General prerequisites

Before running ACCESS-OM, you need to fulfil general prerequisites outlined in the First Steps section.

Model-specific prerequisites

  • Join the hh5, qv56, ua8 and ik11 projects at NCI
    To join these projects, request membership on the respective hh5, qv56, ua8 and ik11 NCI project pages.
    For more information on how to join specific NCI projects, please refer to How to connect to a project.
  • Payu
    Payu on Gadi is available through the conda/analysis3 environment in the hh5 project.
    After obtaining hh5 project membership, load the conda/analysis3 environment to automatically retrieve payu as follows:
    module use /g/data/hh5/public/modules
    module load conda/analysis3
    To check that payu is available, run:
    payu --version
    payu --version 1.0.19

Get ACCESS-OM configuration

A standard ACCESS-OM configuration is available on the COSIMA GitHub.
This is a 1° horizontal resolution configuration with interannual forcing from 1 Jan 1958 to 31 Dec 2018.
To get it on Gadi, create a directory to store the model configuration.Navigate to this directory and clone the GitHub repo in it by running:

git clone https://github.com/COSIMA/1deg_jra55_iaf.git

mkdir -p ~/access-om cd ~/access-om git clone https://github.com/COSIMA/1deg_jra55_iaf.git Cloning into '1deg_jra55_iaf'... remote: Enumerating objects: 14715, done. remote: Counting objects: 100% (3401/3401), done. remote: Compressing objects: 100% (24/24), done. remote: Total 14715 (delta 3383), reused 3379 (delta 3377), pack-reused 11314 Receiving objects: 100% (14715/14715), 35.68 MiB | 18.11 MiB/s, done. Resolving deltas: 100% (10707/10707), done.
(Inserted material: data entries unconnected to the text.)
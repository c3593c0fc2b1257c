//! Shooter wasm glue
//!
//! Owns the canvas, move/fire bindings, the fixed-timestep loop, and the
//! `shooter_best` LocalStorage key.

use std::cell::RefCell;
use std::rc::Rc;

use wasm_bindgen::JsCast;
use wasm_bindgen::prelude::*;
use web_sys::{CanvasRenderingContext2d, HtmlCanvasElement, KeyboardEvent, TouchEvent};

use super::sim::{
    ARENA_H, ARENA_W, GUN_H, GUN_W, GUN_Y, GameEvent, GamePhase, INVADER_COLS, INVADER_H,
    INVADER_ROWS, INVADER_W, MAX_SUBSTEPS, SIM_DT, ShooterSim, TickInput,
};
use crate::audio::{AudioManager, SoundEffect};
use crate::platform::storage;
use crate::settings::Settings;

const BEST_KEY: &str = "shooter_best";

const ROW_COLORS: [&str; 5] = ["#e05a5a", "#e0984a", "#f2d24b", "#57d45a", "#3cd6e8"];

struct Game {
    sim: ShooterSim,
    input: TickInput,
    left_held: bool,
    right_held: bool,
    fire_held: bool,
    accumulator: f32,
    last_time: f64,
    best: u64,
    best_beaten: bool,
    audio: AudioManager,
    settings: Settings,
    canvas: HtmlCanvasElement,
    ctx: CanvasRenderingContext2d,
}

impl Game {
    fn new(canvas: HtmlCanvasElement, ctx: CanvasRenderingContext2d) -> Self {
        let settings = Settings::load();
        let mut audio = AudioManager::new();
        audio.set_master_volume(settings.master_volume);
        audio.set_sfx_volume(settings.sfx_volume);

        Self {
            sim: ShooterSim::new(js_sys::Date::now() as u64),
            input: TickInput::default(),
            left_held: false,
            right_held: false,
            fire_held: false,
            accumulator: 0.0,
            last_time: 0.0,
            best: storage::load_best(BEST_KEY),
            best_beaten: false,
            audio,
            settings,
            canvas,
            ctx,
        }
    }

    fn restart(&mut self) {
        self.sim = ShooterSim::new(js_sys::Date::now() as u64);
        self.input = TickInput::default();
        self.accumulator = 0.0;
        self.best_beaten = false;
    }

    fn update(&mut self, dt: f32) {
        let dt = dt.min(0.1);
        self.accumulator += dt;

        self.input.move_dir = (self.right_held as i8 as f32) - (self.left_held as i8 as f32);
        self.input.fire = self.fire_held;

        let mut substeps = 0;
        while self.accumulator >= SIM_DT && substeps < MAX_SUBSTEPS {
            let input = self.input.clone();
            self.sim.tick(&input, SIM_DT);
            self.accumulator -= SIM_DT;
            substeps += 1;

            self.input.pause = false;
        }

        let events: Vec<GameEvent> = self.sim.events.drain(..).collect();
        for event in events {
            match event {
                GameEvent::Shot => self.audio.play(SoundEffect::Shoot),
                GameEvent::InvaderDestroyed => self.audio.play(SoundEffect::Explosion),
                GameEvent::GunHit => self.audio.play(SoundEffect::Crash),
                GameEvent::WaveCleared => self.audio.play(SoundEffect::LineClear),
                GameEvent::GameOver => self.finish_run(),
            }
        }
    }

    fn finish_run(&mut self) {
        if self.sim.score > self.best {
            self.best = self.sim.score;
            self.best_beaten = true;
            storage::save_best(BEST_KEY, self.best);
            self.audio.play(SoundEffect::HighScore);
        } else {
            self.audio.play(SoundEffect::GameOver);
        }
        log::info!(
            "Shooter run over (score {}, wave {})",
            self.sim.score,
            self.sim.wave
        );
    }

    fn draw(&self) {
        let ctx = &self.ctx;
        let w = ARENA_W as f64;
        let h = ARENA_H as f64;

        ctx.set_fill_style_str("#101014");
        ctx.fill_rect(0.0, 0.0, w, h);

        // Invaders
        for row in 0..INVADER_ROWS {
            for col in 0..INVADER_COLS {
                if !self.sim.alive[row][col] {
                    continue;
                }
                let pos = self.sim.invader_pos(row, col);
                ctx.set_fill_style_str(ROW_COLORS[row % ROW_COLORS.len()]);
                ctx.fill_rect(
                    (pos.x - INVADER_W / 2.0) as f64,
                    (pos.y - INVADER_H / 2.0) as f64,
                    INVADER_W as f64,
                    INVADER_H as f64,
                );
            }
        }

        // Shots and bombs
        ctx.set_fill_style_str("#ffffff");
        for shot in &self.sim.shots {
            ctx.fill_rect((shot.x - 2.0) as f64, (shot.y - 7.0) as f64, 4.0, 14.0);
        }
        ctx.set_fill_style_str("#ff7a7a");
        for bomb in &self.sim.bombs {
            ctx.fill_rect((bomb.x - 3.0) as f64, (bomb.y - 5.0) as f64, 6.0, 10.0);
        }

        // Gun
        ctx.set_fill_style_str("#7dff6e");
        ctx.fill_rect(
            (self.sim.gun_x - GUN_W / 2.0) as f64,
            (GUN_Y - GUN_H / 2.0) as f64,
            GUN_W as f64,
            GUN_H as f64,
        );
        ctx.fill_rect(
            (self.sim.gun_x - 3.0) as f64,
            (GUN_Y - GUN_H / 2.0 - 8.0) as f64,
            6.0,
            8.0,
        );

        // HUD
        ctx.set_fill_style_str("#e8e8e8");
        ctx.set_font("16px 'Fira Code', monospace");
        ctx.set_text_align("left");
        ctx.fill_text(&format!("SCORE {}", self.sim.score), 8.0, 22.0).ok();
        ctx.set_text_align("center");
        ctx.fill_text(
            &format!("LIVES {}  WAVE {}", self.sim.lives, self.sim.wave + 1),
            w / 2.0,
            22.0,
        )
        .ok();
        ctx.set_text_align("right");
        ctx.fill_text(&format!("BEST {}", self.best), w - 8.0, 22.0).ok();

        match self.sim.phase {
            GamePhase::Paused => self.draw_overlay("PAUSED", "Esc to resume"),
            GamePhase::GameOver => {
                let title = if self.best_beaten {
                    "NEW BEST!"
                } else {
                    "GAME OVER"
                };
                self.draw_overlay(title, "Space to restart");
            }
            GamePhase::Playing => {}
        }
    }

    fn draw_overlay(&self, title: &str, hint: &str) {
        let w = ARENA_W as f64;
        let h = ARENA_H as f64;
        let ctx = &self.ctx;

        ctx.set_fill_style_str("rgba(0,0,0,0.6)");
        ctx.fill_rect(0.0, 0.0, w, h);
        ctx.set_fill_style_str("#ffffff");
        ctx.set_text_align("center");
        ctx.set_font("28px 'Fira Code', monospace");
        ctx.fill_text(title, w / 2.0, h / 2.0 - 8.0).ok();
        ctx.set_font("15px 'Fira Code', monospace");
        ctx.fill_text(hint, w / 2.0, h / 2.0 + 24.0).ok();
    }

    fn client_to_arena_x(&self, client_x: f32) -> f32 {
        let rect = self.canvas.get_bounding_client_rect();
        let scale = ARENA_W / rect.width().max(1.0) as f32;
        (client_x - rect.left() as f32) * scale
    }
}

/// Start Shooter on the canvas with the given element id
#[wasm_bindgen]
pub fn start_shooter(canvas_id: &str) -> Result<(), JsValue> {
    let window = web_sys::window().ok_or_else(|| JsValue::from_str("no window"))?;
    let document = window
        .document()
        .ok_or_else(|| JsValue::from_str("no document"))?;
    let canvas: HtmlCanvasElement = document
        .get_element_by_id(canvas_id)
        .ok_or_else(|| JsValue::from_str("no canvas"))?
        .dyn_into()?;
    canvas.set_width(ARENA_W as u32);
    canvas.set_height(ARENA_H as u32);
    let ctx: CanvasRenderingContext2d = canvas
        .get_context("2d")?
        .ok_or_else(|| JsValue::from_str("no 2d context"))?
        .dyn_into()?;

    let game = Rc::new(RefCell::new(Game::new(canvas.clone(), ctx)));
    setup_input(&canvas, game.clone())?;
    run_loop(game);

    log::info!("Shooter running");
    Ok(())
}

fn setup_input(canvas: &HtmlCanvasElement, game: Rc<RefCell<Game>>) -> Result<(), JsValue> {
    let window = web_sys::window().ok_or_else(|| JsValue::from_str("no window"))?;
    let document = window
        .document()
        .ok_or_else(|| JsValue::from_str("no document"))?;

    {
        let game = game.clone();
        let closure = Closure::<dyn FnMut(_)>::new(move |event: KeyboardEvent| {
            let mut g = game.borrow_mut();
            g.audio.resume();
            match event.key().as_str() {
                "ArrowLeft" | "a" | "A" => {
                    g.left_held = true;
                    g.input.target_x = None;
                }
                "ArrowRight" | "d" | "D" => {
                    g.right_held = true;
                    g.input.target_x = None;
                }
                " " => {
                    event.prevent_default();
                    if g.sim.phase == GamePhase::GameOver {
                        g.restart();
                    } else {
                        g.fire_held = true;
                    }
                }
                "Escape" | "p" | "P" => g.input.pause = true,
                _ => {}
            }
        });
        window.add_event_listener_with_callback("keydown", closure.as_ref().unchecked_ref())?;
        closure.forget();
    }
    {
        let game = game.clone();
        let closure = Closure::<dyn FnMut(_)>::new(move |event: KeyboardEvent| {
            let mut g = game.borrow_mut();
            match event.key().as_str() {
                "ArrowLeft" | "a" | "A" => g.left_held = false,
                "ArrowRight" | "d" | "D" => g.right_held = false,
                " " => g.fire_held = false,
                _ => {}
            }
        });
        window.add_event_listener_with_callback("keyup", closure.as_ref().unchecked_ref())?;
        closure.forget();
    }

    // Touch: drag steers, holding a finger down keeps firing
    {
        let game = game.clone();
        let closure = Closure::<dyn FnMut(_)>::new(move |event: TouchEvent| {
            event.prevent_default();
            let mut g = game.borrow_mut();
            g.audio.resume();
            if g.sim.phase == GamePhase::GameOver {
                g.restart();
                return;
            }
            g.fire_held = true;
            if let Some(touch) = event.touches().get(0) {
                let x = g.client_to_arena_x(touch.client_x() as f32);
                g.input.target_x = Some(x);
            }
        });
        canvas.add_event_listener_with_callback("touchstart", closure.as_ref().unchecked_ref())?;
        closure.forget();
    }
    {
        let game = game.clone();
        let closure = Closure::<dyn FnMut(_)>::new(move |event: TouchEvent| {
            event.prevent_default();
            if let Some(touch) = event.touches().get(0) {
                let mut g = game.borrow_mut();
                let x = g.client_to_arena_x(touch.client_x() as f32);
                g.input.target_x = Some(x);
            }
        });
        canvas.add_event_listener_with_callback("touchmove", closure.as_ref().unchecked_ref())?;
        closure.forget();
    }
    {
        let game = game.clone();
        let closure = Closure::<dyn FnMut(_)>::new(move |event: TouchEvent| {
            event.prevent_default();
            game.borrow_mut().fire_held = false;
        });
        canvas.add_event_listener_with_callback("touchend", closure.as_ref().unchecked_ref())?;
        closure.forget();
    }

    // Auto-pause when the tab is hidden
    {
        let game = game.clone();
        let document_clone = document.clone();
        let closure = Closure::<dyn FnMut(_)>::new(move |_event: web_sys::Event| {
            if document_clone.visibility_state() == web_sys::VisibilityState::Hidden {
                let mut g = game.borrow_mut();
                if g.sim.phase == GamePhase::Playing {
                    g.input.pause = true;
                }
            }
        });
        document
            .add_event_listener_with_callback("visibilitychange", closure.as_ref().unchecked_ref())?;
        closure.forget();
    }

    // Mute on blur per settings
    {
        let game = game.clone();
        let closure = Closure::<dyn FnMut(_)>::new(move |_event: web_sys::FocusEvent| {
            let mut g = game.borrow_mut();
            if g.settings.mute_on_blur {
                g.audio.set_muted(true);
            }
            if g.sim.phase == GamePhase::Playing {
                g.input.pause = true;
            }
        });
        window.add_event_listener_with_callback("blur", closure.as_ref().unchecked_ref())?;
        closure.forget();
    }
    {
        let closure = Closure::<dyn FnMut(_)>::new(move |_event: web_sys::FocusEvent| {
            game.borrow_mut().audio.set_muted(false);
        });
        window.add_event_listener_with_callback("focus", closure.as_ref().unchecked_ref())?;
        closure.forget();
    }

    Ok(())
}

type FrameCallback = Rc<RefCell<Option<Closure<dyn FnMut(f64)>>>>;

fn run_loop(game: Rc<RefCell<Game>>) {
    let f: FrameCallback = Rc::new(RefCell::new(None));
    let g = f.clone();

    *g.borrow_mut() = Some(Closure::wrap(Box::new(move |time: f64| {
        {
            let mut gm = game.borrow_mut();
            let dt = if gm.last_time > 0.0 {
                ((time - gm.last_time) / 1000.0) as f32
            } else {
                SIM_DT
            };
            gm.last_time = time;
            gm.update(dt);
            gm.draw();
        }
        if let Some(w) = web_sys::window() {
            let _ = w.request_animation_frame(f.borrow().as_ref().unwrap().as_ref().unchecked_ref());
        }
    }) as Box<dyn FnMut(f64)>));

    if let Some(w) = web_sys::window() {
        let _ = w.request_animation_frame(g.borrow().as_ref().unwrap().as_ref().unchecked_ref());
    }
}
Some modules may interfere with git commands (e.g., matlab/R2018a). If you have trouble cloning the repository, run the following command before trying again:
module purge

Edit ACCESS-OM configuration

It is good practice to create a new git branch to store all your modifications for a particular run, so as not to modify the reference configuration.

To create a local branch called "example_run", from within the cloned repo execute:

git checkout -b example_run

Payu

Payu is a workflow management tool for running numerical models in supercomputing environments.
The general layout of a payu-supported model run consists of two main directories:

  • The laboratory directory, where all the model components reside. For ACCESS-OM, it is typically /scratch/$PROJECT/$USER/access-om2.
  • The control directory, where the model configuration resides and from where the model is run (in this example, the cloned directory ~/access-om/1deg_jra55_iaf.

This distinction of directories separates the small-size configuration files from the larger binary outputs and inputs. In this way, the configuration files can be placed in the $HOME directory (as it is the only filesystem actively backed-up on Gadi), without overloading it with too much data. Furthermore, this separation allows multiple self-resubmitting experiments that share common executables and input data to be run simultaneously.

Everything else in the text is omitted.